57

585 65 20
                                    

Kokusuyla da uyuyamadığım için kalkıp telefonu elime aldım. Saat altıya gelirken tereddütte de kalsam Emrenin numarasını çevirdim.

Aradığınız kişiye şu an ulaşılamıyor diyen telesekreter, onun da göreve gittiğini açıklıyordu aslında. Sıkıntıyla başımı ovuşturdum.

Uyuyamacağımı anladığımda mutfakta girip kendime bir kahve yaptım. Üzerime Efenin kapüşonlusunu giyip balkonuna çıktım.

Her zaman oturduğu sallanan sandalyesine oturduğumda gülümsedim. Onu uzun uzadıya izlerken yakalandığım ilk anı düşünürken.

Telefonumun sesi yükselirken heyecanla elimdeki kahve üzerime dökülse de aldırış etmeden hızla cevapladım.

"Naz?" Nisanın sesini duyduğumda kaşlarımı çattım. "Uyuyor muydun?" Stresli sesi gerilmeme neden olurken bardak da kahve gibi yeri bulup parçalara ayrıldı.

"Ne oldu?" dedim yüreğim ağzımda. Kalbimdeki kasılma artmıştı. "Ne oldu Efeye?"

"Emre seni almaya geliyor." dedi nefesini verirken. Telefonu kulağımdan çekip içeri girdim. Bacaklarım titriyordu.

Kapıdan çıkarken arabanın sesini duyduğumda merdivenleri indim üçer üçer.

Ne zaman aktığını bile anlamadığım yaşlar görüşümü bulanıklaştırırken önümdeki basamaktan düşmemi, Emre engellemişti.

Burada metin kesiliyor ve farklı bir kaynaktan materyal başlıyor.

//! Host handles over engine objects.
//!
//! A proxy is a cheap, cloneable handle on one registry slot. Clones share
//! the slot's count; the last clone to drop queues the slot for release.
//! Proxies hold their runtime strongly: dropping the [`Runtime`](crate::Runtime)
//! handle keeps the engine open until the last proxy is gone. An explicit
//! [`Runtime::close`](crate::Runtime::close) refuses while proxies are live.

mod coroutine;
mod function;
mod table;
mod userdata;

pub use coroutine::{Coroutine, CoroutineStatus, CoroutineValues};
pub use function::Function;
pub use table::{Table, TableIter};
pub use userdata::UserData;

use crate::error::Result;
use crate::registry::SlotId;
use crate::state::{Context, Shared};
use std::fmt;
use std::sync::Arc;

/// Shared handle on one registry slot.
#[derive(Clone)]
pub(crate) struct ProxyRef(Arc<Anchor>);

struct Anchor {
    owner: Arc<Shared>,
    slot: SlotId,
}

impl Drop for Anchor {
    fn drop(&mut self) {
        self.owner.schedule_release(self.slot);
    }
}

impl ProxyRef {
    pub(crate) fn new(owner: Arc<Shared>, slot: SlotId) -> Self {
        Self(Arc::new(Anchor { owner, slot }))
    }

    pub(crate) fn runtime_id(&self) -> u64 {
        self.0.owner.id()
    }

    pub(crate) fn slot(&self) -> SlotId {
        self.0.slot
    }

    /// Runs `f` under the owning runtime's guard with the anchored value.
    pub(crate) fn with<R>(
        &self,
        f: impl FnOnce(&Context<'_>, mlua::Value) -> Result<R>,
    ) -> Result<R> {
        self.0.owner.enter(|cx| {
            let value = cx.fetch(self)?;
            f(cx, value)
        })
    }
}

impl PartialEq for ProxyRef {
    fn eq(&self, other: &Self) -> bool {
        self.runtime_id() == other.runtime_id() && self.slot() == other.slot()
    }
}

impl Eq for ProxyRef {}

impl fmt::Debug for ProxyRef {
    fn fmt(&self, f: &mut fmt::Formatter<'_>) -> fmt::Result {
        write!(f, "runtime={} slot={:?}", self.runtime_id(), self.slot())
    }
}

/// Unwraps an engine value of the expected variant or returns a type error.
macro_rules! expect_kind {
    ($value:expr, $variant:ident, $what:literal) => {
        match $value {
            mlua::Value::$variant(inner) => inner,
            other => {
                return Err($crate::error::Error::runtime(format!(
                    concat!("expected ", $what, ", found {}"),
                    other.type_name()
                )))
            }
        }
    };
}

pub(crate) use expect_kind;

"Yenge." Sesi çatallıydı, yüzü olabildiğince solgundu. "Sakın." dedim yalvarır gibi. "Ölene kadar onu bekleyebilirim." Kalbimin üzerine elimi koydum. "Gelemeyecek bir yerdeyse bilmek istemiyorum."

Üzerindeki ceketi omuzlarıma koyarken arabaya yürüttü. Susması aklımı yitirtecek şeyler düşünmeme neden olurken arabaya bindim.

Ayağımdaki ev terlikleri görüş açıma girdiğinde yutkundum. Beni böyle görse gülerdi. Görsün de gülsündü.

Emrenin direksiyonu sıkan elleri, boğumlarına kadar beyazdı. Çene hatları olabildiğince gergin. Efenin aksine duyguları bağırıyordu yüzünden.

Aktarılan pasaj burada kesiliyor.